Dataset entries
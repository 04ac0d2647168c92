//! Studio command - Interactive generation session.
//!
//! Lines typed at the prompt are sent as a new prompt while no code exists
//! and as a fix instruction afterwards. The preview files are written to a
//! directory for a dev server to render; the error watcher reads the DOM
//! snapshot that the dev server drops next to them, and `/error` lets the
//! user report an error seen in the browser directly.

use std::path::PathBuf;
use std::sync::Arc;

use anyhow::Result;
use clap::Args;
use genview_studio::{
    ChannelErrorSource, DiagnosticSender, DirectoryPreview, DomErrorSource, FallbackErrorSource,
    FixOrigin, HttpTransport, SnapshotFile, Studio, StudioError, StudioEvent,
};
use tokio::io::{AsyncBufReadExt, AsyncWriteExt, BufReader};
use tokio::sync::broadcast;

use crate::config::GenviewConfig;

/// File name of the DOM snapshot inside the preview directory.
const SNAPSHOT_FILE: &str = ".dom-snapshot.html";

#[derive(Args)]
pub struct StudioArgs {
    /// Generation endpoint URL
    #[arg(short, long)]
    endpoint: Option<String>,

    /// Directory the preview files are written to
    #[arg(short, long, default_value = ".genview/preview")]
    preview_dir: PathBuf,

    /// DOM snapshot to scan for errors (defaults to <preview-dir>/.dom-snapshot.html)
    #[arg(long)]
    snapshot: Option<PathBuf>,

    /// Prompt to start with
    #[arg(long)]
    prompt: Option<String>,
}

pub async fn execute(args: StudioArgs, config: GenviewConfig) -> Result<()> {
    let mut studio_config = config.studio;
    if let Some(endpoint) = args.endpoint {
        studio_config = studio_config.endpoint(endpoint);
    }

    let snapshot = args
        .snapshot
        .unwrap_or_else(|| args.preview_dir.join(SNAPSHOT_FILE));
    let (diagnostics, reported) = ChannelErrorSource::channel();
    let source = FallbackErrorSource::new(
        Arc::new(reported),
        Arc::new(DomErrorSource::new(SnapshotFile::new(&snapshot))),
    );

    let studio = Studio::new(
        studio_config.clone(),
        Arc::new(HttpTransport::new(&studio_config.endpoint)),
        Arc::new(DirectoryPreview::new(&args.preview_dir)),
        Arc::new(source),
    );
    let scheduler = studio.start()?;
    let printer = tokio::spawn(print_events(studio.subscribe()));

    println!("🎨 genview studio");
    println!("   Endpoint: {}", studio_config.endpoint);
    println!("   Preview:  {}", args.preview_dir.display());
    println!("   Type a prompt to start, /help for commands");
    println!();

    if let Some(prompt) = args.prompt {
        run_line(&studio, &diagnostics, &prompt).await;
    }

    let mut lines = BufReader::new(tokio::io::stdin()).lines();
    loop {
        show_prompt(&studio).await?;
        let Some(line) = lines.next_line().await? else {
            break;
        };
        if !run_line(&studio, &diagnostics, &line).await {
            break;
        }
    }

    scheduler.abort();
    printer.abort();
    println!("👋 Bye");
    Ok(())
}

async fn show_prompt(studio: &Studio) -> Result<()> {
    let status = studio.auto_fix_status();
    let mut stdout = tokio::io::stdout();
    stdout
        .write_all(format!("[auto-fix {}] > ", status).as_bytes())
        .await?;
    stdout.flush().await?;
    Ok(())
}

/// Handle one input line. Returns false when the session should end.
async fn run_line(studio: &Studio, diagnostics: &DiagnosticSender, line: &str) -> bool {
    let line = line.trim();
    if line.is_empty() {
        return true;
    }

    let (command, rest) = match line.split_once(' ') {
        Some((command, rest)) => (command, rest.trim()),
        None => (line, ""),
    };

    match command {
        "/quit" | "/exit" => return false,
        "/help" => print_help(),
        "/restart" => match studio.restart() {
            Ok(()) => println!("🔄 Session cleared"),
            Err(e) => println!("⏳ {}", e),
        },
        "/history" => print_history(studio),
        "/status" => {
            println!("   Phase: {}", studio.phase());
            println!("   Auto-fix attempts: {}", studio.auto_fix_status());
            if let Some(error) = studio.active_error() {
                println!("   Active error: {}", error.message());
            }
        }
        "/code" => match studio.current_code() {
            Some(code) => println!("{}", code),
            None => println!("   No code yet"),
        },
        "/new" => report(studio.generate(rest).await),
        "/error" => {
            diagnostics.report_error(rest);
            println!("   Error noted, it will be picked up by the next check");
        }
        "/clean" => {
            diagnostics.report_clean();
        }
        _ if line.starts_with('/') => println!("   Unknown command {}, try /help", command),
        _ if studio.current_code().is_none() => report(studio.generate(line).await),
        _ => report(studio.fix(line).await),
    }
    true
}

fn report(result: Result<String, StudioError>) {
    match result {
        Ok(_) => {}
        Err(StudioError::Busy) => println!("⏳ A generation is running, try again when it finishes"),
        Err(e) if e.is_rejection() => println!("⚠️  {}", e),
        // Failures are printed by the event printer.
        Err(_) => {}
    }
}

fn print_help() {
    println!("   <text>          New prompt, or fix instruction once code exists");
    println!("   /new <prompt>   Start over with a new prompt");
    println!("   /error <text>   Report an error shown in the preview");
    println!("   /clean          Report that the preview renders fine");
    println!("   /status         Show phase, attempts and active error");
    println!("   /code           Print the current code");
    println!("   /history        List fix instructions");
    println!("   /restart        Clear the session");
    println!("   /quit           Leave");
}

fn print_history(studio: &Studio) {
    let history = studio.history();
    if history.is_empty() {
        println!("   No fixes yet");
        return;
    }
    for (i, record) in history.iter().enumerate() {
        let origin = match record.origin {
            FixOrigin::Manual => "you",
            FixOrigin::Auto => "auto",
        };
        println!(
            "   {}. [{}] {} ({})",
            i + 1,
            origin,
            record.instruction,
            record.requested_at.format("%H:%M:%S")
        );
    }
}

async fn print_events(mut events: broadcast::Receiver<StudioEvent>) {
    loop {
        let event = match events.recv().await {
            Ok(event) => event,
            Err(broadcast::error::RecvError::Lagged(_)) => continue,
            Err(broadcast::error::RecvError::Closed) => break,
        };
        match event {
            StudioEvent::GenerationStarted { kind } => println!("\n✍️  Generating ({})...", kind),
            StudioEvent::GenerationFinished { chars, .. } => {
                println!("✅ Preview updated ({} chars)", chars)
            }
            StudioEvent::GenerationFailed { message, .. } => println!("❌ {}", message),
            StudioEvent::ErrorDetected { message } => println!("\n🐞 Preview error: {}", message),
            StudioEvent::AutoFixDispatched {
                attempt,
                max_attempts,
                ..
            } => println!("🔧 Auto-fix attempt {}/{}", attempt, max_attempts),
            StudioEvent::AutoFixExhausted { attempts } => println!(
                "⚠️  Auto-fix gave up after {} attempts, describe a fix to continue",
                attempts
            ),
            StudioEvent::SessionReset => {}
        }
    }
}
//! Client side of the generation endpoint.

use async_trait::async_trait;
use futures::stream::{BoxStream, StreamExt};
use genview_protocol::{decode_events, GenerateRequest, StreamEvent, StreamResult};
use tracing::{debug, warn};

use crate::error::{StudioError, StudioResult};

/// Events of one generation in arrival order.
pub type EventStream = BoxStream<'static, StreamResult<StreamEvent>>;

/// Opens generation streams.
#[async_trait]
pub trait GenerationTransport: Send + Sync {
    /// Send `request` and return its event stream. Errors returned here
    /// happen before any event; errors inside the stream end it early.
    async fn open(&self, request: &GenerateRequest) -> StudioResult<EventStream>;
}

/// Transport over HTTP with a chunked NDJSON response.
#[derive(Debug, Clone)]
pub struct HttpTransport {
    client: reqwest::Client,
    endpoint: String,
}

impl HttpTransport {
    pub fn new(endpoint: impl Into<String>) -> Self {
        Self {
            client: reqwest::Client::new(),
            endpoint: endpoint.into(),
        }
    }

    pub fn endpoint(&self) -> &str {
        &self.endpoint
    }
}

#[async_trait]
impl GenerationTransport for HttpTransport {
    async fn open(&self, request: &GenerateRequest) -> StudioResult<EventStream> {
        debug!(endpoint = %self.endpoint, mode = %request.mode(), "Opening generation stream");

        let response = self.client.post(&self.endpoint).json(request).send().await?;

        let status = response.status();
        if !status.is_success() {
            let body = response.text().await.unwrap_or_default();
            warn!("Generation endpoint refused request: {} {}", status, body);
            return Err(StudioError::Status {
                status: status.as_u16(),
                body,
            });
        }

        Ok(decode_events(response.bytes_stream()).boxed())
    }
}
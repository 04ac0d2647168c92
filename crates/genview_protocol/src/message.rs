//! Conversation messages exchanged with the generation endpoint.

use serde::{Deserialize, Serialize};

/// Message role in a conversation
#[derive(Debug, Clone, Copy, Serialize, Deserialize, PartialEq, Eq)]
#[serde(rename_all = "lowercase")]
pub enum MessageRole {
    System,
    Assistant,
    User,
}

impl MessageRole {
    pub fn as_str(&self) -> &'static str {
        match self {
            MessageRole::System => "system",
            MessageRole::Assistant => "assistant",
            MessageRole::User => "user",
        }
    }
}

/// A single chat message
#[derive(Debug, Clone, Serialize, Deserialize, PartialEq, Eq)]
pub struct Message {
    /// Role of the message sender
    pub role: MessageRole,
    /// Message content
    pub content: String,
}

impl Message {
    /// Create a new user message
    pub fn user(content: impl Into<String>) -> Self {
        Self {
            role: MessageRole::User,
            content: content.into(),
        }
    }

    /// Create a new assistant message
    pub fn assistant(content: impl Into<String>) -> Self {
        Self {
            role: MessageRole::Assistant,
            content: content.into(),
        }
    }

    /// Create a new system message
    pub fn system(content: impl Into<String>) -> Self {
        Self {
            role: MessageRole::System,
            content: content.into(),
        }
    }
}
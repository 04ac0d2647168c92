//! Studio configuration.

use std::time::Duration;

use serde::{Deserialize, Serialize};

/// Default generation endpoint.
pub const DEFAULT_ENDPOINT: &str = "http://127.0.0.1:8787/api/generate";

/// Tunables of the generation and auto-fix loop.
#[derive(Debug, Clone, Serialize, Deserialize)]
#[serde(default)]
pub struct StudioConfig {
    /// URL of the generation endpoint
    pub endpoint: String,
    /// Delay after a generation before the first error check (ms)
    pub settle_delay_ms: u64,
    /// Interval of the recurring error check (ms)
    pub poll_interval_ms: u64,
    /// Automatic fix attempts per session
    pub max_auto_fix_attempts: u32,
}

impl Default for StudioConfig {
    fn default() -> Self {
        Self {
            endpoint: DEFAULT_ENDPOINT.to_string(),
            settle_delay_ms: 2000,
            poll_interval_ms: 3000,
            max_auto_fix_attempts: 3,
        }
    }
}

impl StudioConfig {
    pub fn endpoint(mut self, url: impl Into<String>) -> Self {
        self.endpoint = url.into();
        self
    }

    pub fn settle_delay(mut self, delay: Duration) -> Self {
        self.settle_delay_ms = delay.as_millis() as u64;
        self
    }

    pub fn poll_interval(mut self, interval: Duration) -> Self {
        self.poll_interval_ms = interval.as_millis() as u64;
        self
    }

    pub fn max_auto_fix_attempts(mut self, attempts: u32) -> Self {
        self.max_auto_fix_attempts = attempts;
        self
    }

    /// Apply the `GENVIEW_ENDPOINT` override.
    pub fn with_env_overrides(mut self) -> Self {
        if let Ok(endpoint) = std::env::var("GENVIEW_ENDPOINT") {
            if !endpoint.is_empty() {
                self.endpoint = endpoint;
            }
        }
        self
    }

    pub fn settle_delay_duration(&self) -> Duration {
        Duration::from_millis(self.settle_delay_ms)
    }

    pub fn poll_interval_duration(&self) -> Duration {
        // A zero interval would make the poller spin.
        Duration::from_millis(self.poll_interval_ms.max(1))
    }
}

[TASK GOAL]:
Whenever a line above includes the string "continue", copy it.

[TASK RESULT]:
            Err(broadcast::error::RecvError::Lagged(_)) => continue,
                "⚠️  Auto-fix gave up after {} attempts, describe a fix to continue",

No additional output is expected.